● ASSIGNED TASK:
Retype each line of the listing below, from the first through the one holding "pub fn fill(&mut", with no other lines.
▼
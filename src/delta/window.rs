//! `Bring`: the bounded sliding-window buffer in front of the source
//! file during delta generation.
//!
//! The buffer holds every byte read past but not yet accounted for. Two
//! regions are exposed over it: the *tail* is the current match window
//! (the last `window` bytes), the *head* is everything before it -
//! literal data waiting to be emitted. Consuming operations only ever
//! drop bytes from the front.

use std::io::{self, Read};

use bytes::{Buf, Bytes, BytesMut};

/// Least power of two greater than or equal to `n`, for `n >= 1`.
pub fn roundup_power_of_2(n: usize) -> usize {
    n.next_power_of_two()
}

pub struct Bring<R> {
    r: R,
    buf: BytesMut,
    window: usize,
}

impl<R: Read> Bring<R> {
    pub fn new(r: R, window: usize) -> Self {
        Self {
            r,
            buf: BytesMut::with_capacity(roundup_power_of_2(2 * window + 1)),
            window,
        }
    }

    pub fn get_mut(&mut self) -> &mut R {
        &mut self.r
    }

    /// Reads up to `want` bytes from upstream, teeing them into the
    /// buffer. Returns the number of bytes read; 0 means EOF.
    pub fn fill(&mut self, want: usize) -> io::Result<usize> {
        let old = self.buf.len();
        self.buf.resize(old + want, 0);
        let mut n = 0;
        while n < want {
            match self.r.read(&mut self.buf[old + n..old + want]) {
                Ok(0) => break,
                Ok(k) => n += k,
                Err(e) if e.kind() == io::ErrorKind::Interrupted => continue,
                Err(e) => {
                    self.buf.truncate(old);
                    return Err(e);
                }
            }
        }
        self.buf.truncate(old + n);
        Ok(n)
    }

    /// Reads one byte, sliding the window forward. Returns the incoming
    /// byte and the byte leaving the window, or `None` at EOF. With a
    /// short window (near EOF) the leaving byte is the oldest buffered
    /// one.
    pub fn read_byte(&mut self) -> io::Result<Option<(u8, u8)>> {
        let mut b = [0u8; 1];
        loop {
            match self.r.read(&mut b) {
                Ok(0) => return Ok(None),
                Ok(_) => break,
                Err(e) if e.kind() == io::ErrorKind::Interrupted => continue,
                Err(e) => return Err(e),
            }
        }
        let out = self.buf[self.buf.len().saturating_sub(self.window)];
        self.buf.extend_from_slice(&b);
        Ok(Some((b[0], out)))
    }

    pub fn buffered_len(&self) -> usize {
        self.buf.len()
    }

    pub fn buffered(&self) -> &[u8] {
        &self.buf
    }

    /// Length of the pending-literal region.
    pub fn head_len(&self) -> usize {
        self.buf.len().saturating_sub(self.window)
    }

    /// Non-consuming view of the pending-literal region.
    pub fn head(&self) -> &[u8] {
        &self.buf[..self.head_len()]
    }

    /// Non-consuming view of the match window: the last `window` bytes,
    /// or everything buffered if less is available.
    pub fn tail(&self) -> &[u8] {
        let tail_len = self.buf.len().min(self.window);
        &self.buf[self.buf.len() - tail_len..]
    }

    /// Consumes up to `n` bytes from the front of the head region.
    pub fn take_head(&mut self, n: usize) -> Bytes {
        debug_assert!(n <= self.head_len());
        self.buf.split_to(n).freeze()
    }

    /// Consumes up to `n` bytes from the front of the whole buffer,
    /// window included. Used for the final flush at EOF.
    pub fn take_buffered(&mut self, n: usize) -> Bytes {
        debug_assert!(n <= self.buf.len());
        self.buf.split_to(n).freeze()
    }

    /// Drops `n` bytes from the front, acknowledging a matched block.
    pub fn skip(&mut self, n: usize) {
        debug_assert!(n <= self.buf.len());
        self.buf.advance(n);
    }
}

#[cfg(test)]
mod tests {
    use super::*;

    fn assert_region_invariant<R: std::io::Read>(b: &Bring<R>) {
        // head + tail always account for exactly the buffered bytes
        let tail_len = b.buffered_len().min(8);
        assert_eq!(b.head_len() + tail_len, b.buffered_len());
    }

    #[test]
    fn test_roundup_power_of_2() {
        let cases = [(1, 1), (2, 2), (3, 4), (8, 8), (9, 16), (1025, 2048)];
        for (n, want) in cases {
            let got = roundup_power_of_2(n);
            assert_eq!(got, want, "roundup_power_of_2({n})");
            assert!(got >= n && got.is_power_of_two());
        }
    }

    #[test]
    fn test_fill_and_regions() {
        let data = b"abcdefghij";
        let mut b = Bring::new(&data[..], 8);

        assert_eq!(b.fill(8).unwrap(), 8);
        assert_eq!(b.head_len(), 0);
        assert_eq!(b.tail(), b"abcdefgh");
        assert_region_invariant(&b);

        // sliding forward grows the head one byte at a time
        assert_eq!(b.read_byte().unwrap(), Some((b'i', b'a')));
        assert_eq!(b.head(), b"a");
        assert_eq!(b.tail(), b"bcdefghi");
        assert_eq!(b.read_byte().unwrap(), Some((b'j', b'b')));
        assert_eq!(b.head(), b"ab");
        assert_region_invariant(&b);

        // EOF
        assert_eq!(b.read_byte().unwrap(), None);
    }

    #[test]
    fn test_fill_short_at_eof() {
        let data = b"xyz";
        let mut b = Bring::new(&data[..], 8);
        assert_eq!(b.fill(8).unwrap(), 3);
        assert_eq!(b.head_len(), 0);
        assert_eq!(b.tail(), b"xyz");
        assert_eq!(b.fill(8).unwrap(), 0);
    }

    #[test]
    fn test_take_head_partial() {
        let data = b"abcdefghijklmnop";
        let mut b = Bring::new(&data[..], 8);
        b.fill(8).unwrap();
        b.fill(8).unwrap();
        assert_eq!(b.head(), b"abcdefgh");

        let taken = b.take_head(3);
        assert_eq!(&taken[..], b"abc");
        assert_eq!(b.head(), b"defgh");
        assert_eq!(b.tail(), b"ijklmnop");
        assert_region_invariant(&b);
    }

    #[test]
    fn test_skip_drops_from_front() {
        let data = b"abcdefgh";
        let mut b = Bring::new(&data[..], 8);
        b.fill(8).unwrap();
        b.skip(8);
        assert_eq!(b.buffered_len(), 0);
        assert_eq!(b.fill(8).unwrap(), 0);
    }

    #[test]
    fn test_take_buffered_drains_window() {
        let data = b"abcde";
        let mut b = Bring::new(&data[..], 8);
        b.fill(8).unwrap();
        let rest = b.take_buffered(5);
        assert_eq!(&rest[..], b"abcde");
        assert_eq!(b.buffered_len(), 0);
    }
}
▲
● EXERCISE RESULT:
filename src/delta/window.rs
//! `Bring`: the bounded sliding-window buffer in front of the source
//! file during delta generation.
//!
//! The buffer holds every byte read past but not yet accounted for. Two
//! regions are exposed over it: the *tail* is the current match window
//! (the last `window` bytes), the *head* is everything before it -
//! literal data waiting to be emitted. Consuming operations only ever
//! drop bytes from the front.

use std::io::{self, Read};

use bytes::{Buf, Bytes, BytesMut};

/// Least power of two greater than or equal to `n`, for `n >= 1`.
pub fn roundup_power_of_2(n: usize) -> usize {
    n.next_power_of_two()
}

pub struct Bring<R> {
    r: R,
    buf: BytesMut,
    window: usize,
}

impl<R: Read> Bring<R> {
    pub fn new(r: R, window: usize) -> Self {
        Self {
            r,
            buf: BytesMut::with_capacity(roundup_power_of_2(2 * window + 1)),
            window,
        }
    }

    pub fn get_mut(&mut self) -> &mut R {
        &mut self.r
    }

    /// Reads up to `want` bytes from upstream, teeing them into the
    /// buffer. Returns the number of bytes read; 0 means EOF.
    pub fn fill(&mut self, want: usize) -> io::Result<usize> {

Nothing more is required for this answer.